▸ **TO DO**: Stop after the line containing "#[derive(Debug, Clone, PartialEq, Eq)]": print each line exactly from the first line of the listing up to that point.
◆ ◆ ◆
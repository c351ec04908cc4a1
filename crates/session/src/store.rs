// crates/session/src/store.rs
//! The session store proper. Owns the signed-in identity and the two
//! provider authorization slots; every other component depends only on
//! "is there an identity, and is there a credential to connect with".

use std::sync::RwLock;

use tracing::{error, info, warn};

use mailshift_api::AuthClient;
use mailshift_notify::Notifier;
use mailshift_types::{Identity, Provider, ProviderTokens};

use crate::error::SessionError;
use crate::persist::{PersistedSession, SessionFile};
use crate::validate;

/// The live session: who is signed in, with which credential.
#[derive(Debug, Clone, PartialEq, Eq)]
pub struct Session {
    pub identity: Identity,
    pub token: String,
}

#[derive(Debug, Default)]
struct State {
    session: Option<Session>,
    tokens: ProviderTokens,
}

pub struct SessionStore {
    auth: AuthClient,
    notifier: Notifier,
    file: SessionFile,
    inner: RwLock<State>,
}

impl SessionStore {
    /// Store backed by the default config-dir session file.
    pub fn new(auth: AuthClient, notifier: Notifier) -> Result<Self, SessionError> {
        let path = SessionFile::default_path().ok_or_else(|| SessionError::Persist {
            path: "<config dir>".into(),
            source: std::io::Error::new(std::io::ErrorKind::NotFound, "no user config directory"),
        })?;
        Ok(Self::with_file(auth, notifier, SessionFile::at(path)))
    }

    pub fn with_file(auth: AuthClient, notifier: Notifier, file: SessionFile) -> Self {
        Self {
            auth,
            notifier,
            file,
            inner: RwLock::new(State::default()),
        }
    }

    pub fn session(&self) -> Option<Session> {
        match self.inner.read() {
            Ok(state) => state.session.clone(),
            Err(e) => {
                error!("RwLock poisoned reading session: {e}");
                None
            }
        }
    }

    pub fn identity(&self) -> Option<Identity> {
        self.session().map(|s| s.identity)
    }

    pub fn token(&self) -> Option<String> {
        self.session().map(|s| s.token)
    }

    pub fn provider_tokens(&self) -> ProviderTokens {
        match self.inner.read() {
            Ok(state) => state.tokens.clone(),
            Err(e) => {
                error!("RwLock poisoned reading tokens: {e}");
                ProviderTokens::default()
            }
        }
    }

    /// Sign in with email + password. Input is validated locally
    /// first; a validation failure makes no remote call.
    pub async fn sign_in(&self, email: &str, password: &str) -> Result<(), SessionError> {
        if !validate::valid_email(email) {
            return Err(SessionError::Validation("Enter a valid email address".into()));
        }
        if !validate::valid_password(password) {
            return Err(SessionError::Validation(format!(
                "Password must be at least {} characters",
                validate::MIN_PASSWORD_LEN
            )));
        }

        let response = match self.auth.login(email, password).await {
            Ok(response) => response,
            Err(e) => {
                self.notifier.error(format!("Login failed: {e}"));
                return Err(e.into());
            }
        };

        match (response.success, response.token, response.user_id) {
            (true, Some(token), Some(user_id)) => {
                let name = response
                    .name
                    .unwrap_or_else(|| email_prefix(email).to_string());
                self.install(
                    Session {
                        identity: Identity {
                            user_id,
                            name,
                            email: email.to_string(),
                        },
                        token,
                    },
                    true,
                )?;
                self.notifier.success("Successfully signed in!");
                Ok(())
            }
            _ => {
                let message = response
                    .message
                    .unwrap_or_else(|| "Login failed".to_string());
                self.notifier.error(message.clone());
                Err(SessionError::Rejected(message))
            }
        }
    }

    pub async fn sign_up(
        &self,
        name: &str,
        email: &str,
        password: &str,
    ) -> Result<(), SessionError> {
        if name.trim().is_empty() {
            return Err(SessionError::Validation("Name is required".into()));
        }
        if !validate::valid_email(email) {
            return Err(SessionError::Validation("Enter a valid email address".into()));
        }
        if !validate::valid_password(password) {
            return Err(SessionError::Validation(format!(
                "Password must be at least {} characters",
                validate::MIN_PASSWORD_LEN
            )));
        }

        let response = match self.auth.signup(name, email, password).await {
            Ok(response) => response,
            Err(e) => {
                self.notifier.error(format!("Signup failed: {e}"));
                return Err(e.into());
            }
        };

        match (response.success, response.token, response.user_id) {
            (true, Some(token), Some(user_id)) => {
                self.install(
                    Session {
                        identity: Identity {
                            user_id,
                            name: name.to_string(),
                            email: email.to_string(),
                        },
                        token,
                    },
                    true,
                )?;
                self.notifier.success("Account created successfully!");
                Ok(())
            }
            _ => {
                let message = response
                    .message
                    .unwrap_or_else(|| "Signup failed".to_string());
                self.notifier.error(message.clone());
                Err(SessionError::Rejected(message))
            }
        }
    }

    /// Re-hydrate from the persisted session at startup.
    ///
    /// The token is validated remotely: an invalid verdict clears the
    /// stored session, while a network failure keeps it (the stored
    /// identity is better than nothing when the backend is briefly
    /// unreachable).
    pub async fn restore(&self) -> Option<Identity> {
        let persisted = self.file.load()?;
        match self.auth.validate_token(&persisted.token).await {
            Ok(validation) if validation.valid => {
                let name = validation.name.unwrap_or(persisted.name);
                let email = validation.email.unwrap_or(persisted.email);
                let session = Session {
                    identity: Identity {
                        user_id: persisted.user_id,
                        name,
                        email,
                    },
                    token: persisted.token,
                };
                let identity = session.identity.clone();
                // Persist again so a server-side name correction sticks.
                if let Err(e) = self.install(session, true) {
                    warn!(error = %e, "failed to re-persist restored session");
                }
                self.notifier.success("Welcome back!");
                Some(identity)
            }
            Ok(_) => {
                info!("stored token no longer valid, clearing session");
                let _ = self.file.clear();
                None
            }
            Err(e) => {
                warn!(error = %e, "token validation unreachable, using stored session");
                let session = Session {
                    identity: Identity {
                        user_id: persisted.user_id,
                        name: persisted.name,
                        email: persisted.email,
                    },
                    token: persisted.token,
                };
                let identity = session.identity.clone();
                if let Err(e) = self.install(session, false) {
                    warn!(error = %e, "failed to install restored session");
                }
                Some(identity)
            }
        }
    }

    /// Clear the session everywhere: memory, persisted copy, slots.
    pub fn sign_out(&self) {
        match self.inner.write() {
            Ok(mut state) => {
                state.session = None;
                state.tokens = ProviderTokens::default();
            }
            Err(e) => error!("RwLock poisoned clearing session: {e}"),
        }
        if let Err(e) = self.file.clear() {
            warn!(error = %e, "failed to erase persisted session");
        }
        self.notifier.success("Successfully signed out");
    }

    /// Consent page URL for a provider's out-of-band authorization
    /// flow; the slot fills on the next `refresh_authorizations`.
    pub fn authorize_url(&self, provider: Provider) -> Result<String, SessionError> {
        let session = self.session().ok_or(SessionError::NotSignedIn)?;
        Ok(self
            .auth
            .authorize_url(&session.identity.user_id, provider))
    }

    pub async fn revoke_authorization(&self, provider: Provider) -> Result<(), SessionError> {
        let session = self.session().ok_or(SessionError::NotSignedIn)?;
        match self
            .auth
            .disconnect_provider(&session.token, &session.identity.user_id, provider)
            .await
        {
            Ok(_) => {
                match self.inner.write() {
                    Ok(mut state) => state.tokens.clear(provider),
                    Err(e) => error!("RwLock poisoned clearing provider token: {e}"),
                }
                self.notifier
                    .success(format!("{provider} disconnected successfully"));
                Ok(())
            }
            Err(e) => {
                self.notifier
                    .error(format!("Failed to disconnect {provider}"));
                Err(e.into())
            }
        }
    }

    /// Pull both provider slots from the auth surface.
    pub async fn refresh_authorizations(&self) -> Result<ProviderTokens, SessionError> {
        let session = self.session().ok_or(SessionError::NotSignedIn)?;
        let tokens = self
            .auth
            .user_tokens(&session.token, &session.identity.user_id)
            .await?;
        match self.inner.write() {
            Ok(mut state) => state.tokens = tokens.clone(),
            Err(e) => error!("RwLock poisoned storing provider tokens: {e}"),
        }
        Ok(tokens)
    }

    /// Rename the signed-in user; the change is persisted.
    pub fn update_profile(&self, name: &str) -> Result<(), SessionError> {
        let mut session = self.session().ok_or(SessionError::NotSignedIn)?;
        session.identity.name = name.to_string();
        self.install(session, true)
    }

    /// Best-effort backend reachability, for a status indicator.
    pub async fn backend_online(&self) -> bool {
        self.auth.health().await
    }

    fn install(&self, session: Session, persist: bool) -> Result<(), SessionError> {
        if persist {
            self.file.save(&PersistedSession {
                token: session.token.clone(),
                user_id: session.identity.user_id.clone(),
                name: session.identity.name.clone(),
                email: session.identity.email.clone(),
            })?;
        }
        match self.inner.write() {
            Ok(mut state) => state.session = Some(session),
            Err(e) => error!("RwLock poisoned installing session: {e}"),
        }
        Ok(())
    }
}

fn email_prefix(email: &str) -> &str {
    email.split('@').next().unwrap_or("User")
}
◆ ◆ ◆
▸ **ANSWER SPACE**:
repository c351ec04908cc4a1
filename crates/session/src/store.rs
// crates/session/src/store.rs
//! The session store proper. Owns the signed-in identity and the two
//! provider authorization slots; every other component depends only on
//! "is there an identity, and is there a credential to connect with".

use std::sync::RwLock;

use tracing::{error, info, warn};

use mailshift_api::AuthClient;
use mailshift_notify::Notifier;
use mailshift_types::{Identity, Provider, ProviderTokens};

use crate::error::SessionError;
use crate::persist::{PersistedSession, SessionFile};
use crate::validate;

/// The live session: who is signed in, with which credential.
#[derive(Debug, Clone, PartialEq, Eq)]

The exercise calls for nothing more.